A 39-year-old, active-duty law enforcement officer weighed over 275 pounds and had degenerative spine and hip disease. He was taking a hydrocodone/acetaminophen combination in a dosage of about 80mg of hydrocodone a day. He resisted taking long-acting opioids or raising his opioid dosage. He was given phentermine 30mg twice a day that gave him about 25% more pain relief. This was enough to enable him to work full time and function well. As an added benefit, he lost 20 pounds.

Case 2. Forced Removal of a Long-Acting Opioid

A 57-year-old male severely injured his lumbar spine while parachuting. He controlled his pain quite well for several years with long-acting oxycodone. He lost many of his insurance benefits and could not afford to purchase long-acting oxycodone. He was switched to a less expensive regimen of a fentanyl transdermal patch (25mcg/hr) and phentermine 37.5mg twice a day. He claims this regimen is as effective as his previous one. 
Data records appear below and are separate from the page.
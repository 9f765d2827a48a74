//! Turn detection
//!
//! Decides when a user turn begins and ends. A [`TurnStrategy`] produces
//! speech scores, either from captured audio ([`EnergyStrategy`]) or from the
//! endpoint's own speech status ([`ServerStrategy`]). The [`TurnDetector`]
//! runs the same hysteresis state machine over those scores either way:
//!
//! ```text
//! silent → speech-candidate → speech-confirmed → trailing-silence → silent
//! ```
//!
//! # Example
//!
//! ```rust,ignore
//! use waav_converse::core::turn::{TurnDetector, TurnDetectorConfig, TurnEvent, create_strategy};
//!
//! let config = TurnDetectorConfig::default();
//! let mut strategy = create_strategy(&config);
//! let mut detector = TurnDetector::new(config);
//!
//! if let Some(score) = strategy.evaluate(&frame) {
//!     match detector.observe(score, frame.captured_at_ms, frame.duration_ms()) {
//!         Some(TurnEvent::SpeechStarted { .. }) => println!("Speech started!"),
//!         Some(TurnEvent::TurnCompleted(segment)) => println!("Turn: {}ms", segment.duration_ms),
//!         _ => {}
//!     }
//! }
//! ```

pub mod config;
pub mod detector;
pub mod strategy;

pub use config::{TurnDetectorConfig, TurnStrategyKind};
pub use detector::{SpeechSegment, TurnDetector, TurnEvent, TurnState, TurnStats};
pub use strategy::{EnergyStrategy, ServerStrategy, TurnStrategy, create_strategy, rms, rms_dbfs};
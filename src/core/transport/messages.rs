//! WebSocket wire messages.
//!
//! All messages are JSON text frames tagged by `"type"`. Audio is PCM 16-bit
//! little-endian, base64 encoded.
//!
//! # Protocol Overview
//!
//! Client messages (sent to endpoint):
//! - session.start - Announce the session and audio format
//! - audio.chunk - Append captured audio
//! - turn.commit - The user's turn is complete
//! - response.cancel - Stop generating the current response
//! - session.stop - The session is ending
//!
//! Server messages (received from endpoint):
//! - session.ready - Session accepted
//! - speech.started - Server VAD detected speech
//! - speech.stopped - Server VAD detected silence
//! - transcript - Transcript for a user or assistant turn
//! - response.audio - Response audio chunk
//! - response.done - Response complete
//! - error - Error occurred

use base64::prelude::*;
use bytes::Bytes;
use serde::{Deserialize, Serialize};

use super::base::{InboundEvent, OutboundMessage, TranscriptRole};

/// Audio encoding announced in `session.start`.
pub const AUDIO_ENCODING_PCM16: &str = "pcm16";

// =============================================================================
// Client Messages (sent to endpoint)
// =============================================================================

/// Audio format block of `session.start`.
#[derive(Debug, Clone, PartialEq, Eq, Serialize, Deserialize)]
pub struct WireAudioFormat {
    pub encoding: String,
    pub sample_rate: u32,
    pub channels: u16,
}

/// Client messages sent to the endpoint.
#[derive(Debug, Clone, PartialEq, Eq, Serialize, Deserialize)]
#[serde(tag = "type")]
pub enum ClientMessage {
    #[serde(rename = "session.start")]
    SessionStart {
        session_id: String,
        audio: WireAudioFormat,
    },

    #[serde(rename = "audio.chunk")]
    AudioChunk {
        seq: u64,
        /// Base64-encoded PCM16 audio
        audio: String,
        captured_at_ms: u64,
    },

    #[serde(rename = "turn.commit")]
    TurnCommit,

    #[serde(rename = "response.cancel")]
    ResponseCancel {
        #[serde(skip_serializing_if = "Option::is_none", default)]
        response_id: Option<String>,
    },

    #[serde(rename = "session.stop")]
    SessionStop,
}

impl From<&OutboundMessage> for ClientMessage {
    fn from(message: &OutboundMessage) -> Self {
        match message {
            OutboundMessage::SessionStart(session) => ClientMessage::SessionStart {
                session_id: session.session_id.clone(),
                audio: WireAudioFormat {
                    encoding: AUDIO_ENCODING_PCM16.to_string(),
                    sample_rate: session.format.sample_rate,
                    channels: session.format.channels,
                },
            },
            OutboundMessage::AudioChunk(chunk) => ClientMessage::AudioChunk {
                seq: chunk.seq,
                audio: BASE64_STANDARD.encode(&chunk.data),
                captured_at_ms: chunk.captured_at_ms,
            },
            OutboundMessage::TurnCommit => ClientMessage::TurnCommit,
            OutboundMessage::ResponseCancel { response_id } => ClientMessage::ResponseCancel {
                response_id: response_id.clone(),
            },
            OutboundMessage::SessionStop => ClientMessage::SessionStop,
        }
    }
}

// =============================================================================
// Server Messages (received from endpoint)
// =============================================================================

/// Server messages received from the endpoint.
#[derive(Debug, Clone, PartialEq, Eq, Serialize, Deserialize)]
#[serde(tag = "type")]
pub enum ServerMessage {
    #[serde(rename = "session.ready")]
    SessionReady {
        #[serde(default)]
        session_id: Option<String>,
    },

    #[serde(rename = "speech.started")]
    SpeechStarted,

    #[serde(rename = "speech.stopped")]
    SpeechStopped,

    #[serde(rename = "transcript")]
    Transcript { role: TranscriptRole, text: String },

    #[serde(rename = "response.audio")]
    ResponseAudio {
        /// Base64-encoded PCM16 audio
        audio: String,
        #[serde(default)]
        response_id: Option<String>,
    },

    #[serde(rename = "response.done")]
    ResponseDone {
        #[serde(default)]
        response_id: Option<String>,
    },

    #[serde(rename = "error")]
    Error {
        reason: String,
        #[serde(default)]
        fatal: bool,
    },
}

impl ServerMessage {
    /// Convert into an engine event, decoding any audio payload.
    pub fn into_event(self) -> Result<InboundEvent, base64::DecodeError> {
        Ok(match self {
            ServerMessage::SessionReady { .. } => InboundEvent::SessionReady,
            ServerMessage::SpeechStarted => InboundEvent::SpeechStarted,
            ServerMessage::SpeechStopped => InboundEvent::SpeechStopped,
            ServerMessage::Transcript { role, text } => InboundEvent::Transcript { role, text },
            ServerMessage::ResponseAudio { audio, response_id } => {
                InboundEvent::ResponseAudioChunk {
                    data: Bytes::from(BASE64_STANDARD.decode(audio)?),
                    response_id,
                }
            }
            ServerMessage::ResponseDone { response_id } => InboundEvent::ResponseDone { response_id },
            ServerMessage::Error { reason, fatal } => InboundEvent::Error { reason, fatal },
        })
    }
}

/// Parse one inbound text frame.
///
/// Returns `None` (after logging) for anything that is not a well-formed
/// server message.
pub fn parse_server_frame(text: &str) -> Option<InboundEvent> {
    let message = match serde_json::from_str::<ServerMessage>(text) {
        Ok(message) => message,
        Err(e) => {
            tracing::warn!("Failed to parse server message: {} - {}", e, text);
            return None;
        }
    };

    match message.into_event() {
        Ok(event) => Some(event),
        Err(e) => {
            tracing::warn!("Failed to decode response audio: {}", e);
            None
        }
    }
}

#[cfg(test)]
mod tests {
    use super::*;
    use crate::core::audio::{AudioChunk, AudioFormat};
    use crate::core::transport::base::SessionDescriptor;

    #[test]
    fn test_session_start_serialization() {
        let message = ClientMessage::from(&OutboundMessage::SessionStart(SessionDescriptor {
            session_id: "abc".to_string(),
            format: AudioFormat::new(24000, 1),
        }));
        let json = serde_json::to_value(&message).unwrap();

        assert_eq!(json["type"], "session.start");
        assert_eq!(json["session_id"], "abc");
        assert_eq!(json["audio"]["encoding"], "pcm16");
        assert_eq!(json["audio"]["sample_rate"], 24000);
        assert_eq!(json["audio"]["channels"], 1);
    }

    #[test]
    fn test_audio_chunk_serialization() {
        let chunk = AudioChunk {
            seq: 7,
            captured_at_ms: 140,
            data: Bytes::from_static(&[0, 1, 2, 3]),
            format: AudioFormat::new(24000, 1),
        };
        let message = ClientMessage::from(&OutboundMessage::AudioChunk(chunk));
        let json = serde_json::to_value(&message).unwrap();

        assert_eq!(json["type"], "audio.chunk");
        assert_eq!(json["seq"], 7);
        assert_eq!(json["captured_at_ms"], 140);
        let audio = json["audio"].as_str().unwrap();
        assert_eq!(BASE64_STANDARD.decode(audio).unwrap(), vec![0, 1, 2, 3]);
    }

    #[test]
    fn test_control_message_serialization() {
        let json = serde_json::to_string(&ClientMessage::TurnCommit).unwrap();
        assert_eq!(json, r#"{"type":"turn.commit"}"#);

        let json = serde_json::to_string(&ClientMessage::SessionStop).unwrap();
        assert_eq!(json, r#"{"type":"session.stop"}"#);

        let json = serde_json::to_string(&ClientMessage::ResponseCancel { response_id: None })
            .unwrap();
        assert_eq!(json, r#"{"type":"response.cancel"}"#);

        let json = serde_json::to_string(&ClientMessage::ResponseCancel {
            response_id: Some("r1".to_string()),
        })
        .unwrap();
        assert!(json.contains(r#""response_id":"r1""#));
    }

    #[test]
    fn test_parse_response_audio() {
        let text = format!(
            r#"{{"type":"response.audio","audio":"{}","response_id":"r1"}}"#,
            BASE64_STANDARD.encode([1u8, 0, 2, 0])
        );
        let event = parse_server_frame(&text).unwrap();
        assert_eq!(
            event,
            InboundEvent::ResponseAudioChunk {
                data: Bytes::from_static(&[1, 0, 2, 0]),
                response_id: Some("r1".to_string()),
            }
        );
    }

    #[test]
    fn test_parse_status_events() {
        assert_eq!(
            parse_server_frame(r#"{"type":"session.ready","session_id":"s"}"#),
            Some(InboundEvent::SessionReady)
        );
        assert_eq!(
            parse_server_frame(r#"{"type":"speech.started"}"#),
            Some(InboundEvent::SpeechStarted)
        );
        assert_eq!(
            parse_server_frame(r#"{"type":"speech.stopped"}"#),
            Some(InboundEvent::SpeechStopped)
        );
        assert_eq!(
            parse_server_frame(r#"{"type":"response.done"}"#),
            Some(InboundEvent::ResponseDone { response_id: None })
        );
    }

    #[test]
    fn test_parse_transcript_and_error() {
        assert_eq!(
            parse_server_frame(r#"{"type":"transcript","role":"assistant","text":"Hi there"}"#),
            Some(InboundEvent::Transcript {
                role: TranscriptRole::Assistant,
                text: "Hi there".to_string(),
            })
        );
        assert_eq!(
            parse_server_frame(r#"{"type":"error","reason":"quota"}"#),
            Some(InboundEvent::Error {
                reason: "quota".to_string(),
                fatal: false,
            })
        );
        assert_eq!(
            parse_server_frame(r#"{"type":"error","reason":"bye","fatal":true}"#),
            Some(InboundEvent::Error {
                reason: "bye".to_string(),
                fatal: true,
            })
        );
    }

    #[test]
    fn test_malformed_frames_are_ignored() {
        assert_eq!(parse_server_frame("not json"), None);
        assert_eq!(parse_server_frame(r#"{"type":"unknown.event"}"#), None);
        assert_eq!(parse_server_frame(r#"{"type":"transcript","role":"robot","text":"x"}"#), None);
        assert_eq!(
            parse_server_frame(r#"{"type":"response.audio","audio":"%%%"}"#),
            None
        );
    }
}
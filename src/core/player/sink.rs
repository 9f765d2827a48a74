//! Playback output abstraction.

use std::sync::Arc;

use parking_lot::Mutex;

use super::PlaybackError;
use crate::core::audio::AudioFormat;

/// Where decoded response audio goes.
pub trait AudioSink: Send {
    /// Append interleaved samples to the output buffer.
    fn write(&mut self, samples: &[f32]) -> Result<(), PlaybackError>;

    /// Audio written but not yet played, in milliseconds.
    fn buffered_ms(&self) -> u64;

    /// Silence output immediately and drop everything buffered.
    fn halt(&mut self);

    /// Format samples are expected in.
    fn format(&self) -> AudioFormat;
}

#[derive(Debug, Default)]
struct MemorySinkState {
    played: Vec<f32>,
    buffered: usize,
    auto_drain: bool,
    halts: u32,
}

/// Sink that keeps audio in memory.
///
/// With auto-drain enabled every write counts as played immediately;
/// otherwise playback only advances through [`MemorySink::advance`].
/// Clones share the same buffer.
#[derive(Debug, Clone)]
pub struct MemorySink {
    format: AudioFormat,
    state: Arc<Mutex<MemorySinkState>>,
}

impl MemorySink {
    /// Sink whose writes play instantly.
    pub fn new(format: AudioFormat) -> Self {
        Self {
            format,
            state: Arc::new(Mutex::new(MemorySinkState {
                auto_drain: true,
                ..Default::default()
            })),
        }
    }

    /// Sink whose buffer only drains through `advance`.
    pub fn manual(format: AudioFormat) -> Self {
        Self {
            format,
            state: Arc::new(Mutex::new(MemorySinkState::default())),
        }
    }

    /// Play `duration_ms` worth of buffered audio.
    pub fn advance(&self, duration_ms: u32) {
        let mut state = self.state.lock();
        let samples = self.format.samples_for_ms(duration_ms);
        state.buffered = state.buffered.saturating_sub(samples);
    }

    /// Every sample written so far (halted audio included).
    pub fn played(&self) -> Vec<f32> {
        self.state.lock().played.clone()
    }

    /// Number of samples written so far.
    pub fn written_samples(&self) -> usize {
        self.state.lock().played.len()
    }

    pub fn halt_count(&self) -> u32 {
        self.state.lock().halts
    }
}

impl AudioSink for MemorySink {
    fn write(&mut self, samples: &[f32]) -> Result<(), PlaybackError> {
        let mut state = self.state.lock();
        state.played.extend_from_slice(samples);
        if !state.auto_drain {
            state.buffered += samples.len();
        }
        Ok(())
    }

    fn buffered_ms(&self) -> u64 {
        self.format.duration_ms(self.state.lock().buffered)
    }

    fn halt(&mut self) {
        let mut state = self.state.lock();
        state.buffered = 0;
        state.halts += 1;
    }

    fn format(&self) -> AudioFormat {
        self.format
    }
}
//! Configuration module for WaaV Converse
//!
//! This module handles engine configuration from various sources: .env files, YAML files,
//! and environment variables. Priority: YAML > ENV vars > .env values > defaults.
//!
//! # Modules
//! - `yaml`: YAML configuration file loading
//! - `env`: Environment variable loading
//! - `merge`: Applying YAML overrides on top of the environment
//! - `validation`: Configuration validation logic
//!
//! # Example
//! ```rust,no_run
//! use waav_converse::config::ConverseConfig;
//! use std::path::PathBuf;
//!
//! # fn main() -> Result<(), Box<dyn std::error::Error>> {
//! // Load from environment variables only
//! let config = ConverseConfig::from_env()?;
//!
//! // Load from YAML file with environment variable base
//! let config_path = PathBuf::from("converse.yaml");
//! let config = ConverseConfig::from_file(&config_path)?;
//!
//! println!("Endpoint: {}", config.endpoint.url);
//! # Ok(())
//! # }
//! ```

use std::path::PathBuf;

use serde::{Serialize, Serializer};
use zeroize::Zeroizing;

mod env;
mod merge;
mod validation;
mod yaml;

pub use yaml::YamlConfig;

use crate::core::audio::{
    AudioConstraints, DEFAULT_CHANNELS, DEFAULT_FRAME_MS, DEFAULT_SAMPLE_RATE,
};
use crate::core::controller::{
    ControllerConfig, DEFAULT_CHUNK_INTERVAL_MS, DEFAULT_POLL_INTERVAL_MS,
};
use crate::core::player::DEFAULT_LEAD_MS;
use crate::core::transport::{DEFAULT_CONNECT_TIMEOUT_MS, ReconnectionConfig, WebSocketConfig};
use crate::core::turn::TurnDetectorConfig;

/// Serialize a secret as a fixed mask so it never reaches logs or output.
fn mask_secret<S: Serializer>(secret: &Option<String>, serializer: S) -> Result<S::Ok, S::Error> {
    match secret {
        Some(_) => serializer.serialize_some("***"),
        None => serializer.serialize_none(),
    }
}

/// Remote endpoint settings
#[derive(Debug, Clone, Serialize)]
pub struct EndpointConfig {
    /// Endpoint URL (`ws://` or `wss://`)
    pub url: String,
    /// Bearer token forwarded to the endpoint
    #[serde(serialize_with = "mask_secret")]
    pub auth_token: Option<String>,
    /// Timeout for each connection attempt (milliseconds)
    pub connect_timeout_ms: u64,
}

impl Default for EndpointConfig {
    fn default() -> Self {
        Self {
            url: String::new(),
            auth_token: None,
            connect_timeout_ms: DEFAULT_CONNECT_TIMEOUT_MS,
        }
    }
}

/// Capture and chunking settings
#[derive(Debug, Clone, PartialEq, Eq, Serialize)]
pub struct AudioConfig {
    pub sample_rate: u32,
    pub channels: u16,
    /// Capture frame duration (milliseconds)
    pub frame_ms: u32,
    /// Audio per outbound chunk (milliseconds)
    pub chunk_interval_ms: u32,
    /// Input device name; `None` uses the system default
    pub input_device: Option<String>,
}

impl Default for AudioConfig {
    fn default() -> Self {
        Self {
            sample_rate: DEFAULT_SAMPLE_RATE,
            channels: DEFAULT_CHANNELS,
            frame_ms: DEFAULT_FRAME_MS,
            chunk_interval_ms: DEFAULT_CHUNK_INTERVAL_MS,
            input_device: None,
        }
    }
}

/// Response playback settings
#[derive(Debug, Clone, PartialEq, Eq, Serialize)]
pub struct PlaybackConfig {
    /// Audio kept buffered ahead of the play head (milliseconds)
    pub lead_ms: u64,
}

impl Default for PlaybackConfig {
    fn default() -> Self {
        Self {
            lead_ms: DEFAULT_LEAD_MS,
        }
    }
}

/// Engine configuration
///
/// Contains everything needed to run a conversation:
/// - Endpoint settings (URL, bearer token, connect timeout)
/// - Audio capture and chunking
/// - Turn detection
/// - Playback
/// - Reconnection policy
#[derive(Debug, Clone, Default, Serialize)]
pub struct ConverseConfig {
    pub endpoint: EndpointConfig,
    pub audio: AudioConfig,
    pub turn_detection: TurnDetectorConfig,
    pub playback: PlaybackConfig,
    pub reconnection: ReconnectionConfig,
}

/// Zeroize the auth token when the configuration is dropped.
impl Drop for ConverseConfig {
    fn drop(&mut self) {
        use zeroize::Zeroize;

        if let Some(ref mut token) = self.endpoint.auth_token {
            token.zeroize();
        }
    }
}

impl ConverseConfig {
    /// Load configuration from environment variables only
    ///
    /// The .env file is loaded in main.rs at application startup, so its values
    /// are visible here as ordinary environment variables.
    pub fn from_env() -> Result<Self, Box<dyn std::error::Error>> {
        let config = merge::merge_config(None)?;
        config.validate()?;
        Ok(config)
    }

    /// Load configuration from a YAML file with environment variable base
    ///
    /// Priority order (highest to lowest):
    /// 1. YAML file values
    /// 2. Environment variables (actual ENV vars override .env values)
    /// 3. .env file values
    /// 4. Default values
    ///
    /// # Errors
    /// Returns an error if:
    /// - The YAML file cannot be read or is malformed
    /// - Environment variables have invalid formats
    /// - Configuration validation fails
    pub fn from_file(path: &PathBuf) -> Result<Self, Box<dyn std::error::Error>> {
        let yaml_config = yaml::YamlConfig::from_file(path)?;
        let config = merge::merge_config(Some(yaml_config))?;
        config.validate()?;
        Ok(config)
    }

    /// Load from `path` when given, otherwise from the environment.
    pub fn load(path: Option<&PathBuf>) -> Result<Self, Box<dyn std::error::Error>> {
        match path {
            Some(path) => Self::from_file(path),
            None => Self::from_env(),
        }
    }

    /// Validate every section.
    pub fn validate(&self) -> Result<(), Box<dyn std::error::Error>> {
        validation::validate_endpoint(&self.endpoint)?;
        validation::validate_audio(&self.audio)?;
        self.turn_detection.validate()?;
        validation::validate_playback(&self.playback)?;
        validation::validate_reconnection(&self.reconnection)?;
        Ok(())
    }

    /// Check whether an endpoint URL is configured
    pub fn has_endpoint(&self) -> bool {
        !self.endpoint.url.trim().is_empty()
    }

    /// Capture constraints for the audio source
    pub fn audio_constraints(&self) -> AudioConstraints {
        AudioConstraints {
            sample_rate: self.audio.sample_rate,
            channels: self.audio.channels,
            frame_ms: self.audio.frame_ms,
            device: self.audio.input_device.clone(),
        }
    }

    /// Settings for the conversation controller
    pub fn controller_config(&self) -> ControllerConfig {
        ControllerConfig {
            audio: self.audio_constraints(),
            chunk_interval_ms: self.audio.chunk_interval_ms,
            turn_detection: self.turn_detection.clone(),
            playback_lead_ms: self.playback.lead_ms,
            poll_interval_ms: DEFAULT_POLL_INTERVAL_MS,
        }
    }

    /// Settings for the WebSocket transport
    pub fn websocket_config(&self) -> WebSocketConfig {
        WebSocketConfig {
            url: self.endpoint.url.clone(),
            auth_token: self.endpoint.auth_token.clone().map(Zeroizing::new),
            connect_timeout_ms: self.endpoint.connect_timeout_ms,
            reconnection: self.reconnection.clone(),
        }
    }

    /// Effective configuration as YAML, with secrets masked
    pub fn to_masked_yaml(&self) -> Result<String, Box<dyn std::error::Error>> {
        Ok(serde_yaml::to_string(self)?)
    }
}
Case 3. Cytochrome P450 Abnormality

A 62-year-old female had degenerative spine disease with multiple surgeries as well as severe knee arthropathy. Complicating matters is a documented cytochrome P450-2C9 defect. To maintain pain control, she required three different opioids with a total daily morphine equivalency dosage of over 2,000mg a day. The stimulants modafinil and phentermine were added to her regimen and she reduced her daily opioid dosage over one-third while claiming about 25 to 30% better pain relief. She has taken stimulants over two years, works full-time, and believes her stimulants are still very effective and indispensable to her pain control regimen.

Case 4. Withdrawal From Opioids

A 43-year-old woman had persistent disabling headaches for 17 years following suspected viral encephalitis. She maintained with three opioids: a daily long-acting morphine, propoxyphene, and hydromorphone. Morphine equivalence was over 1,000mg a day. Phentermine 37.5mg, given 3 times a day, was added to her regimen. She was able to totally cease morphine and propoxyphene within four months.


The simultaneous use of a stimulant with an opioid should be routinely considered as part of a clinical regimen in those patients who responsibly and reliably take opioids. Benefits include enhanced pain relief, reduction of opioid dosage, cost, and minimization of the side-effects of sedation, fatigue, depression, and mental dullness.